[Martin Taylor 921218 18:30]
(Tom Bourbon 921218 14:38)
May I repeat and elaborate on an invitation I made about a year
ago? I will send you one of my programs in which two systems (two
people, the two hands of one person, two models, or a person and a
model) interact and produce controlled relationships. ...
I guess I'd better try to describe, as I did a year or so ago, wherein
information theory helps in the understanding of PCT. I didn't succeed
in getting across then, and I'm not sure I'll do any better now. I should
think that the prediction for your proposed system would be no better and
no worse than you would get without it, because you are dealing with a
transparent system of one control level. The understanding you get with
information theory is not at the level of setting the parameters.
If I were to try to develop a model to make predictions in your experiment,
I expect it would look essentially identical to yours, because the key
elements would be the gain and delays in the two interacting loops.
Now consider the interchanges of a week or two ago about planning and
prediction, continued in Bill's post of today to Allan Randall. In those,
the situation is greatly different. The information required from the
lower level for the upper level to maintain control through a hiatus
in sensory acquisition depends greatly on the accuracy of control maintained
at the lower level. Where does that come from, and where does it go?

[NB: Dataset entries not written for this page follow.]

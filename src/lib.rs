//! Daybook keeps a personal article journal on disk and backs it up to a
//! single secret GitHub gist.
//!
//! The collection lives in a budgeted local store as two mirrored JSON
//! slots ([`storage`]), is edited through [`store::ArticleStore`], and
//! travels as one self-describing document file ([`sync`], [`export`]).

pub mod article;
pub mod config;
pub mod export;
pub mod storage;
pub mod store;
pub mod sync;
pub mod util;
//! Sync configuration: token, bound gist, auto-sync flag, last sync time.
//!
//! Persisted as one JSON record in the local store and written back after
//! every mutation. A corrupt record degrades to "not configured" with a
//! warning; it never blocks startup.

use std::fmt;

use secrecy::SecretString;
use serde::{Deserialize, Serialize};
use tracing::warn;

use crate::storage::{LocalStore, StorageError};

pub const SYNC_CONFIG_KEY: &str = "sync_config";

fn default_auto_sync() -> bool {
    true
}

/// SEC-004: custom Debug below masks the token.
#[derive(Clone, Serialize, Deserialize)]
pub struct SyncConfig {
    /// Personal access token with the gist scope. Empty means unconfigured.
    #[serde(default)]
    pub token: Option<String>,

    /// The gist currently bound as the remote document.
    #[serde(default)]
    pub gist_id: Option<String>,

    /// Push automatically after each successful local save.
    #[serde(default = "default_auto_sync")]
    pub auto_sync: bool,

    /// ISO-8601 time of the last successful push or pull.
    #[serde(default)]
    pub last_sync: Option<String>,
}

impl Default for SyncConfig {
    fn default() -> Self {
        Self {
            token: None,
            gist_id: None,
            auto_sync: true,
            last_sync: None,
        }
    }
}

impl fmt::Debug for SyncConfig {
    fn fmt(&self, f: &mut fmt::Formatter<'_>) -> fmt::Result {
        f.debug_struct("SyncConfig")
            .field("token", &self.token.as_ref().map(|_| "[REDACTED]"))
            .field("gist_id", &self.gist_id)
            .field("auto_sync", &self.auto_sync)
            .field("last_sync", &self.last_sync)
            .finish()
    }
}

impl SyncConfig {
    /// Loads the record, treating a missing or corrupt one as defaults.
    pub fn load(store: &LocalStore) -> Self {
        let mut config = match store.get(SYNC_CONFIG_KEY) {
            Ok(Some(raw)) => match serde_json::from_str::<SyncConfig>(&raw) {
                Ok(config) => config,
                Err(e) => {
                    warn!(error = %e, "Corrupt sync configuration, starting unconfigured");
                    Self::default()
                }
            },
            Ok(None) => Self::default(),
            Err(e) => {
                warn!(error = %e, "Could not read sync configuration, starting unconfigured");
                Self::default()
            }
        };
        config.tidy();
        config
    }

    /// Persists the record. Call after every mutation.
    pub fn save(&self, store: &LocalStore) -> Result<(), StorageError> {
        let mut copy = self.clone();
        copy.tidy();
        store.set(SYNC_CONFIG_KEY, &serde_json::to_string(&copy)?)
    }

    /// Removes the stored record entirely.
    pub fn clear(store: &LocalStore) -> Result<(), StorageError> {
        store.remove(SYNC_CONFIG_KEY)
    }

    /// Empty strings mean "unset" wherever they came from.
    fn tidy(&mut self) {
        if self.token.as_deref() == Some("") {
            self.token = None;
        }
        if self.gist_id.as_deref() == Some("") {
            self.gist_id = None;
        }
        if self.last_sync.as_deref() == Some("") {
            self.last_sync = None;
        }
    }

    /// A token is the precondition for any remote operation.
    pub fn is_configured(&self) -> bool {
        self.token.as_deref().is_some_and(|t| !t.is_empty())
    }

    /// Auto-sync fires only with a token, a bound gist, and the flag on.
    pub fn auto_sync_ready(&self) -> bool {
        self.is_configured() && self.gist_id.is_some() && self.auto_sync
    }

    /// The token as a secrecy handle for client construction.
    pub fn token_secret(&self) -> Option<SecretString> {
        self.token
            .as_deref()
            .filter(|t| !t.is_empty())
            .map(SecretString::from)
    }
}
use thiserror::Error;

use cinemap_core::error::CinemapError;
use cinemap_core::types::MovieId;

/// Errors raised by similarity search and vector validation.
#[derive(Error, Debug, Clone, PartialEq)]
pub enum VectorError {
    #[error("dimension mismatch: expected {expected}, got {actual}")]
    DimensionMismatch { expected: usize, actual: usize },
    #[error("vector component {index} is not finite")]
    NonFinite { index: usize },
    #[error("vector width must be at least 1")]
    InvalidDimension,
    #[error("result limit must be at least 1, got {0}")]
    InvalidLimit(usize),
    #[error("no embedding available for movie {0}")]
    MissingEmbedding(MovieId),
    #[error("embedding failed: {0}")]
    Embedding(String),
}

impl From<VectorError> for CinemapError {
    fn from(err: VectorError) -> Self {
        match err {
            VectorError::Embedding(msg) => CinemapError::Embedding(msg),
            other => CinemapError::Vector(other.to_string()),
        }
    }
}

We come back to the fundamental basis of PCT. Why is it necessary, and is
it sufficient? Let's take two limiting possibilities for how a world might
be. Firstly, consider a predictable world. PCT is not necessary, because
the desired effects can be achieved by executing a prespecified series of
actions. No information need be acquired from the world. From the world's
viewpoint, the organism is to some extent unpredictable, so the organism
supplies information to the world. How much? That depends on the probabilities
of the various plans as "perceived" by the world.
At the other extreme, consider a random world, in which the state at t+delta
is unpredictable from the state at t. PCT is not possible. There is
no set of actions in the world that will change the information at the
sensors.
Now consider a realistic (i.e. chaotic) world. What does that mean? At
time t one looks at the state of the world, and the probabilities of the
various possible states at t+delta are thereby made different from what
they would have been had you not looked at time t. If one makes an action
A at time t, the probability distributions of states at time t+delta are
different from what they would have been if action A had not occurred, and
moreover, that difference is reflected in the probabilities of states of
the sensor systems observing the state of the world. Action A can inform
the sensors. PCT is possible.
In a choatic world, delta matters. If delta is very small, the probability
distribution of states at t+delta is tightly constrained by the state at t.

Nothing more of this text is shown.